_Work order:_
Go through the data and tally the lines that hold the string "drain". Reply with the total alone.

(Stored data)
+-------+

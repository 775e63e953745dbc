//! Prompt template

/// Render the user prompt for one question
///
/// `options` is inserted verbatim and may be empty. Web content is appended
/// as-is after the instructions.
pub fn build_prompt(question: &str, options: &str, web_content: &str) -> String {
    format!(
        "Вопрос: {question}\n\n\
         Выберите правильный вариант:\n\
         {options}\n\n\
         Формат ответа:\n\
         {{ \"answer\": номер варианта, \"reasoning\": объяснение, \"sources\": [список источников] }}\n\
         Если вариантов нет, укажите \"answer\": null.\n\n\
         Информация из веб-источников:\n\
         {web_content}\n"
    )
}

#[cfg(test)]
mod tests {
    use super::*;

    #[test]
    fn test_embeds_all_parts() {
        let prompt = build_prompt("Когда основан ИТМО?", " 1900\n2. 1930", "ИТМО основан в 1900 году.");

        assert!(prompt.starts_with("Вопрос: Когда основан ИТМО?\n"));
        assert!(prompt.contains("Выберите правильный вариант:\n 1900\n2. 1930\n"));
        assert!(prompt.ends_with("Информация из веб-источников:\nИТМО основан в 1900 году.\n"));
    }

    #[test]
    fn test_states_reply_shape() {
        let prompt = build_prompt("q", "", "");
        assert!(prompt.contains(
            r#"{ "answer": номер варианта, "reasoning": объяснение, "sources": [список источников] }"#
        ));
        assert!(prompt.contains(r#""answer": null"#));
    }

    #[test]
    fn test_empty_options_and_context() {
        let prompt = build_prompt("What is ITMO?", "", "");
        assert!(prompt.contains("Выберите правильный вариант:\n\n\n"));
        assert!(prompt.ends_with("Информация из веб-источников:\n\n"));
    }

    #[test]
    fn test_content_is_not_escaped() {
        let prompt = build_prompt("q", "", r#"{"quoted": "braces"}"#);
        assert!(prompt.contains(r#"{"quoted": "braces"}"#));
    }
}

+-------+

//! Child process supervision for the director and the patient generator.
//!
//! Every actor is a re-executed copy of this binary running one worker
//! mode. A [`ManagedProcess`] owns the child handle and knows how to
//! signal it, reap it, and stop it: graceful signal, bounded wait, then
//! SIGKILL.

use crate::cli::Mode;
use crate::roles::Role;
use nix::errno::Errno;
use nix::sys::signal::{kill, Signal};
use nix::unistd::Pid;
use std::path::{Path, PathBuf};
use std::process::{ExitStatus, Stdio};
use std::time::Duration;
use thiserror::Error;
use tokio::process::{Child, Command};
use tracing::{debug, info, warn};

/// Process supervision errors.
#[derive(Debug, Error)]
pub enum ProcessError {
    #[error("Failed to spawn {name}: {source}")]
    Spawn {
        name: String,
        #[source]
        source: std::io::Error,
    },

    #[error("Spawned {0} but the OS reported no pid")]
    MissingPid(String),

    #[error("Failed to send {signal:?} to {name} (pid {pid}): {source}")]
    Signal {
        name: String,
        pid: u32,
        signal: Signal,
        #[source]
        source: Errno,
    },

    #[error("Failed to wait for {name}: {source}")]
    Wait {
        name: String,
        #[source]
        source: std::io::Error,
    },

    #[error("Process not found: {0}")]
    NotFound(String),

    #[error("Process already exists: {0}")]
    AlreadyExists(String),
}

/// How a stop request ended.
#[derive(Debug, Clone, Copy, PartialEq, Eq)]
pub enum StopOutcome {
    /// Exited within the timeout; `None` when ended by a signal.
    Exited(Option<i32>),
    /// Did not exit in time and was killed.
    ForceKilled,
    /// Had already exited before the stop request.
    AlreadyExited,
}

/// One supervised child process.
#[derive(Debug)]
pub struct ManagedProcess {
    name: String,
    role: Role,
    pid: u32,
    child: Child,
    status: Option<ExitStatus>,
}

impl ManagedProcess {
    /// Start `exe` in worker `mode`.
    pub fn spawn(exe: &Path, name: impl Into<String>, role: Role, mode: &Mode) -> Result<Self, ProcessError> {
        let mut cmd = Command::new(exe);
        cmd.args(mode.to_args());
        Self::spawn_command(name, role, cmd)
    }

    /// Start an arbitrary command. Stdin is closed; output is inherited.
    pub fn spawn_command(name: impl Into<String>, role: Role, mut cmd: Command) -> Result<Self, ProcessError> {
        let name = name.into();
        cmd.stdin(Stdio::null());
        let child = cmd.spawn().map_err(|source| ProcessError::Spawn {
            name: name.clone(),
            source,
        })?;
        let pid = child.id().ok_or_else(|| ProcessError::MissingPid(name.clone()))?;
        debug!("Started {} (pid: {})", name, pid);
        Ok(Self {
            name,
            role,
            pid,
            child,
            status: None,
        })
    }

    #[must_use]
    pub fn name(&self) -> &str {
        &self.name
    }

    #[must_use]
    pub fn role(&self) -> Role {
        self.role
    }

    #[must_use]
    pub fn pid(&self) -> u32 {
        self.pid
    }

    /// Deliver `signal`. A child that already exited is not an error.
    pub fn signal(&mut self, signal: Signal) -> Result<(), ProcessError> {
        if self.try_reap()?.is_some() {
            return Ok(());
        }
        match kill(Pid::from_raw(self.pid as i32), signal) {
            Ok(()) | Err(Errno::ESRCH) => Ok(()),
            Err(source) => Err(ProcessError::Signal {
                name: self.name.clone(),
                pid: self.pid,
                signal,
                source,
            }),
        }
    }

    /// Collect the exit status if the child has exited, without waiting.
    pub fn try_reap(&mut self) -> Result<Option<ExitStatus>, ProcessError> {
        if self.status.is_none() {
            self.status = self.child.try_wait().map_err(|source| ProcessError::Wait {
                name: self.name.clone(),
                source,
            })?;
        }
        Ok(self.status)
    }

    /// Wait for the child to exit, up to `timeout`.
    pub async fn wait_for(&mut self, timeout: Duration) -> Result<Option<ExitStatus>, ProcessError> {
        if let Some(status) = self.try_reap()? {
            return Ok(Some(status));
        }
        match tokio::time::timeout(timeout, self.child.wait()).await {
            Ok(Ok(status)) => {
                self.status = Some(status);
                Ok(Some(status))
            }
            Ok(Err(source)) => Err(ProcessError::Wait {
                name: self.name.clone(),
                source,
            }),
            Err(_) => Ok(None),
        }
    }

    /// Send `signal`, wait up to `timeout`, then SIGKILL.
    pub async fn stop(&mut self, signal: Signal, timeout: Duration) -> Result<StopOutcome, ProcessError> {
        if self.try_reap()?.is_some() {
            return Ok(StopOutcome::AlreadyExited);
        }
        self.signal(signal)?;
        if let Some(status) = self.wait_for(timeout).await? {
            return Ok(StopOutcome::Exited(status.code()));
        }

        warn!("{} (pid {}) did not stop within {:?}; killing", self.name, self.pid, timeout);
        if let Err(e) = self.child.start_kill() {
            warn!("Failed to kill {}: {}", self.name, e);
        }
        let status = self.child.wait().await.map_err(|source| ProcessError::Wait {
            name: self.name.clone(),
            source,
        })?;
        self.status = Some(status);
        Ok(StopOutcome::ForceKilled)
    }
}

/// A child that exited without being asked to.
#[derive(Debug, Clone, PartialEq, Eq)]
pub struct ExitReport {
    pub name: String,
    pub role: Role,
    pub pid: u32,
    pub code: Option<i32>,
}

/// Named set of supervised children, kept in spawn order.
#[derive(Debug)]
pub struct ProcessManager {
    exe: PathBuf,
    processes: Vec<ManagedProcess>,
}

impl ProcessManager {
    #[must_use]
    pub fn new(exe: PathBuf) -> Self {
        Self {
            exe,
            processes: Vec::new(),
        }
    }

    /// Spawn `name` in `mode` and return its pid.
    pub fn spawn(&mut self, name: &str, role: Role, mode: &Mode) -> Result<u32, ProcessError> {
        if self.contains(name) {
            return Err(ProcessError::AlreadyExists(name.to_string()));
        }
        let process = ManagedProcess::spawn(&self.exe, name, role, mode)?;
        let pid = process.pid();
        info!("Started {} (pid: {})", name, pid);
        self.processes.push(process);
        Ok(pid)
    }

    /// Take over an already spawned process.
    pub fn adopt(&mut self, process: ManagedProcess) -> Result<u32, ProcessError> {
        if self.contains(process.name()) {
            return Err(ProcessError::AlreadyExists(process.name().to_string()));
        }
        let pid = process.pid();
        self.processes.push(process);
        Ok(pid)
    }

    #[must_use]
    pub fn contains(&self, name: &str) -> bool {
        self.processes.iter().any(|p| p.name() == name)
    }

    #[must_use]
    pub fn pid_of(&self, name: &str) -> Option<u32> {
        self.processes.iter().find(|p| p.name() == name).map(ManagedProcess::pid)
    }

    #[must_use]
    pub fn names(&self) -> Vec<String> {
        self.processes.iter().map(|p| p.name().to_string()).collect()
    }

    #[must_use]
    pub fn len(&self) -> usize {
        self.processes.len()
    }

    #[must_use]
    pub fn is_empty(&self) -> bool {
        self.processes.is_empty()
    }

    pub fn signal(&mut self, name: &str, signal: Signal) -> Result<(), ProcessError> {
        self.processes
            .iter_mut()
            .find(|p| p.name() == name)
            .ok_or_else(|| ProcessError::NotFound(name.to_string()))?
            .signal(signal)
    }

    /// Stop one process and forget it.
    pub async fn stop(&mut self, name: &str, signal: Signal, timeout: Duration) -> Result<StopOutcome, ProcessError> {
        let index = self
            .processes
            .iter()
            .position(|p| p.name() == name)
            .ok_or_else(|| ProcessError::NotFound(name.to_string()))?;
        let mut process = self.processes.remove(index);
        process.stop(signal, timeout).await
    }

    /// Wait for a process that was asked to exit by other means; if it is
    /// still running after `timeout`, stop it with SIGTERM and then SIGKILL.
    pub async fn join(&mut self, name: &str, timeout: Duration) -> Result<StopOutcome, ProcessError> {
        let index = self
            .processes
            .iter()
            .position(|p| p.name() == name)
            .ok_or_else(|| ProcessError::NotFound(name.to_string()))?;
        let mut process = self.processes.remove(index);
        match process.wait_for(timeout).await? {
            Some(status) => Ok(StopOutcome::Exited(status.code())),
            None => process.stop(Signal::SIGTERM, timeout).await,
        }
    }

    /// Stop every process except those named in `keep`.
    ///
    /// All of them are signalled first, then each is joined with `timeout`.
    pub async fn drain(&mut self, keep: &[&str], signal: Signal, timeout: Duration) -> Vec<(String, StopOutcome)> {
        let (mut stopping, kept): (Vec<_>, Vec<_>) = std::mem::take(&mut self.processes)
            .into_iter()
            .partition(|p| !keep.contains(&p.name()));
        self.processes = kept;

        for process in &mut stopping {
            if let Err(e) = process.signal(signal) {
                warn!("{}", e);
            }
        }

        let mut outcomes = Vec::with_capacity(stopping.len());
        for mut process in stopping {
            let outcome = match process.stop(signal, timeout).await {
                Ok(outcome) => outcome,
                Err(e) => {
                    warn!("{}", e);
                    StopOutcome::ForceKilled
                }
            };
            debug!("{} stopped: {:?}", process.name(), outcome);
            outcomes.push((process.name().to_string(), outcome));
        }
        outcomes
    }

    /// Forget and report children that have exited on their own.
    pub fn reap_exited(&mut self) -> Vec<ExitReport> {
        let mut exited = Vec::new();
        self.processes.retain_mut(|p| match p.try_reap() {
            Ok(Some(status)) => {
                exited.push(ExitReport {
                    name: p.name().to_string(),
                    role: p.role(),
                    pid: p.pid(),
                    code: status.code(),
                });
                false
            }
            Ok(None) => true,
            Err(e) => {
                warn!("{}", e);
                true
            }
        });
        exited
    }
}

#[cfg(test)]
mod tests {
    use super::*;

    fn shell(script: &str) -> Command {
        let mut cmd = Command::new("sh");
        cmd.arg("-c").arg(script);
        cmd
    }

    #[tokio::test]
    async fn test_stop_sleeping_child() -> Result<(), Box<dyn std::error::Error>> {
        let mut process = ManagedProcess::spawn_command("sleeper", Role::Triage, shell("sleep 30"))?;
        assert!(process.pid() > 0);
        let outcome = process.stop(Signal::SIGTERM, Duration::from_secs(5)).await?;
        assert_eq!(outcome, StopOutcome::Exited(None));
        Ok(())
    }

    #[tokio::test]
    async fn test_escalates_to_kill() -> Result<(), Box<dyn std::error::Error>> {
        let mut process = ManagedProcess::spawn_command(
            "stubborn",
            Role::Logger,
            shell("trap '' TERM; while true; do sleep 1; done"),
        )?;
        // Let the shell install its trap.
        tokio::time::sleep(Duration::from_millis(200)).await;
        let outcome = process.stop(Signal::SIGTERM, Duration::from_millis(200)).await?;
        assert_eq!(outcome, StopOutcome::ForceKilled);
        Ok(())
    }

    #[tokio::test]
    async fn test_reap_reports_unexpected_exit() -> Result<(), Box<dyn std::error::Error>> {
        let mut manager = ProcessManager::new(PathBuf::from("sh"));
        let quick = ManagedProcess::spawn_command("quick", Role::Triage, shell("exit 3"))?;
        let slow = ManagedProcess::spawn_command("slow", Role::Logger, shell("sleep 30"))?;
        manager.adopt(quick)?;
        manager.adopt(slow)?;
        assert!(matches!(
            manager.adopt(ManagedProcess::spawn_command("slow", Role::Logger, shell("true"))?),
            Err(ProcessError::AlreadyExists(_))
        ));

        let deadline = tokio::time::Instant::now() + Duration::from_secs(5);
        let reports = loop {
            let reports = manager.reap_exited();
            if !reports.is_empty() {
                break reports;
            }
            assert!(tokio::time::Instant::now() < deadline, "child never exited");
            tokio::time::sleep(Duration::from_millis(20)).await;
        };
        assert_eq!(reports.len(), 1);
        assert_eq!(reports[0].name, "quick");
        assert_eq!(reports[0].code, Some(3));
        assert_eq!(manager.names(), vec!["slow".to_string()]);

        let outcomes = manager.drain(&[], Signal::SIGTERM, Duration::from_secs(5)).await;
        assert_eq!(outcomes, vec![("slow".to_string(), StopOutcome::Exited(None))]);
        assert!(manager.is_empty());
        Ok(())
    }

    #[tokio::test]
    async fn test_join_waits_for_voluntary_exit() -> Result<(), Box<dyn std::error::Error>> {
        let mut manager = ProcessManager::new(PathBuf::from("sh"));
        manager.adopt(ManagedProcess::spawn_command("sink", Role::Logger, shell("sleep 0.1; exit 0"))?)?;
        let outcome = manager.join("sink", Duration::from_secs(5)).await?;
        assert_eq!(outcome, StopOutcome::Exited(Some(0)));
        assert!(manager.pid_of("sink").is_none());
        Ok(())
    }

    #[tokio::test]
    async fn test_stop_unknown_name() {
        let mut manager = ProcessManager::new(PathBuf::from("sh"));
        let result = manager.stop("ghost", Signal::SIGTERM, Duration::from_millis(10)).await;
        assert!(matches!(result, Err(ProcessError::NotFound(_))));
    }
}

+-------+

_Answer to this exercise:_
2